Your response should consist of every line below, reproduced without alteration.

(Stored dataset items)
[Start of Attachment]
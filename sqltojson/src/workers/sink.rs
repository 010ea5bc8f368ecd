use std::sync::Arc;

use metrics::counter;
use tokio::sync::mpsc;
use tracing::{Instrument, error, info};

use crate::concurrency::shutdown::ShutdownRx;
use crate::destination::Destination;
use crate::error::EtlResult;
use crate::metrics::{
    DESTINATION_LABEL, ERROR_KIND_LABEL, SQLTOJSON_RECORDS_DROPPED_TOTAL,
    SQLTOJSON_RECORDS_EMITTED_TOTAL,
};
use crate::types::Record;
use crate::workers::base::{WorkerHandle, WorkerType};

/// Writes finished documents to the destination.
///
/// A record the destination rejects is logged and dropped; it is neither retried nor fatal.
pub struct SinkWorker<D> {
    destination: Arc<D>,
    output_rx: mpsc::Receiver<Record>,
    shutdown_rx: ShutdownRx,
}

impl<D> SinkWorker<D>
where
    D: Destination + Send + Sync + 'static,
{
    pub fn new(
        destination: Arc<D>,
        output_rx: mpsc::Receiver<Record>,
        shutdown_rx: ShutdownRx,
    ) -> Self {
        Self {
            destination,
            output_rx,
            shutdown_rx,
        }
    }

    /// Spawns the sink. The handle resolves to the number of records written.
    pub fn start(self) -> WorkerHandle<u64> {
        let span = tracing::info_span!("sink_worker", destination = D::name());
        let handle = tokio::spawn(self.run().instrument(span));

        WorkerHandle::new(WorkerType::Sink, handle)
    }

    async fn run(mut self) -> EtlResult<u64> {
        let mut emitted: u64 = 0;

        loop {
            let record = tokio::select! {
                biased;

                _ = self.shutdown_rx.wait_for_shutdown() => {
                    info!("shutdown requested, stopping sink");
                    break;
                }
                record = self.output_rx.recv() => match record {
                    Some(record) => record,
                    None => break,
                }
            };

            match self.destination.write_record(record).await {
                Ok(()) => {
                    emitted += 1;
                    counter!(SQLTOJSON_RECORDS_EMITTED_TOTAL, DESTINATION_LABEL => D::name())
                        .increment(1);
                }
                Err(err) => {
                    counter!(
                        SQLTOJSON_RECORDS_DROPPED_TOTAL,
                        DESTINATION_LABEL => D::name(),
                        ERROR_KIND_LABEL => format!("{:?}", err.kind())
                    )
                    .increment(1);
                    error!(error = %err, "failed to write record, skipping it");
                }
            }
        }

        info!(emitted, "sink finished");

        Ok(emitted)
    }
}

#[cfg(test)]
mod tests {
    use super::*;
    use crate::concurrency::shutdown::create_shutdown_channel;
    use crate::destination::memory::MemoryDestination;
    use crate::types::Value;

    fn record(id: i32) -> Record {
        [("id", Value::I32(id))].into_iter().collect()
    }

    #[tokio::test]
    async fn failed_write_drops_only_that_record() {
        let destination = MemoryDestination::new();
        destination.fail_next_writes(1).await;

        let (output_tx, output_rx) = mpsc::channel(3);
        let (_shutdown_tx, shutdown_rx) = create_shutdown_channel();
        let sink = SinkWorker::new(Arc::new(destination.clone()), output_rx, shutdown_rx).start();

        for id in 1..=3 {
            output_tx.send(record(id)).await.unwrap();
        }
        drop(output_tx);

        let emitted = sink.wait().await.unwrap();

        assert_eq!(emitted, 2);
        assert_eq!(destination.write_attempts().await, 3);
        assert_eq!(destination.records().await, vec![record(2), record(3)]);
    }
}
[End of Attachment]
- **FINAL ANSWER**:
filename sqltojson/src/workers/sink.rs
repository 010ea5bc8f368ecd
use std::sync::Arc;

use metrics::counter;
use tokio::sync::mpsc;
use tracing::{Instrument, error, info};

use crate::concurrency::shutdown::ShutdownRx;
use crate::destination::Destination;
use crate::error::EtlResult;
use crate::metrics::{
    DESTINATION_LABEL, ERROR_KIND_LABEL, SQLTOJSON_RECORDS_DROPPED_TOTAL,
    SQLTOJSON_RECORDS_EMITTED_TOTAL,
};
use crate::types::Record;
use crate::workers::base::{WorkerHandle, WorkerType};

/// Writes finished documents to the destination.
///
/// A record the destination rejects is logged and dropped; it is neither retried nor fatal.
pub struct SinkWorker<D> {
    destination: Arc<D>,
    output_rx: mpsc::Receiver<Record>,
    shutdown_rx: ShutdownRx,
}

impl<D> SinkWorker<D>
where
    D: Destination + Send + Sync + 'static,
{
    pub fn new(
        destination: Arc<D>,
        output_rx: mpsc::Receiver<Record>,
        shutdown_rx: ShutdownRx,
    ) -> Self {
        Self {
            destination,
            output_rx,
            shutdown_rx,
        }
    }

    /// Spawns the sink. The handle resolves to the number of records written.
    pub fn start(self) -> WorkerHandle<u64> {
        let span = tracing::info_span!("sink_worker", destination = D::name());
        let handle = tokio::spawn(self.run().instrument(span));

        WorkerHandle::new(WorkerType::Sink, handle)
    }

    async fn run(mut self) -> EtlResult<u64> {
        let mut emitted: u64 = 0;

        loop {
            let record = tokio::select! {
                biased;

                _ = self.shutdown_rx.wait_for_shutdown() => {
                    info!("shutdown requested, stopping sink");
                    break;
                }
                record = self.output_rx.recv() => match record {
                    Some(record) => record,
                    None => break,
                }
            };

            match self.destination.write_record(record).await {
                Ok(()) => {
                    emitted += 1;
                    counter!(SQLTOJSON_RECORDS_EMITTED_TOTAL, DESTINATION_LABEL => D::name())
                        .increment(1);
                }
                Err(err) => {
                    counter!(
                        SQLTOJSON_RECORDS_DROPPED_TOTAL,
                        DESTINATION_LABEL => D::name(),
                        ERROR_KIND_LABEL => format!("{:?}", err.kind())
                    )
                    .increment(1);
                    error!(error = %err, "failed to write record, skipping it");
                }
            }
        }

        info!(emitted, "sink finished");

        Ok(emitted)
    }
}

#[cfg(test)]
mod tests {
    use super::*;
    use crate::concurrency::shutdown::create_shutdown_channel;
    use crate::destination::memory::MemoryDestination;
    use crate::types::Value;

    fn record(id: i32) -> Record {
        [("id", Value::I32(id))].into_iter().collect()
    }

    #[tokio::test]
    async fn failed_write_drops_only_that_record() {
        let destination = MemoryDestination::new();
        destination.fail_next_writes(1).await;

        let (output_tx, output_rx) = mpsc::channel(3);
        let (_shutdown_tx, shutdown_rx) = create_shutdown_channel();
        let sink = SinkWorker::new(Arc::new(destination.clone()), output_rx, shutdown_rx).start();

        for id in 1..=3 {
            output_tx.send(record(id)).await.unwrap();
        }
        drop(output_tx);

        let emitted = sink.wait().await.unwrap();

        assert_eq!(emitted, 2);
        assert_eq!(destination.write_attempts().await, 3);
        assert_eq!(destination.records().await, vec![record(2), record(3)]);
    }
}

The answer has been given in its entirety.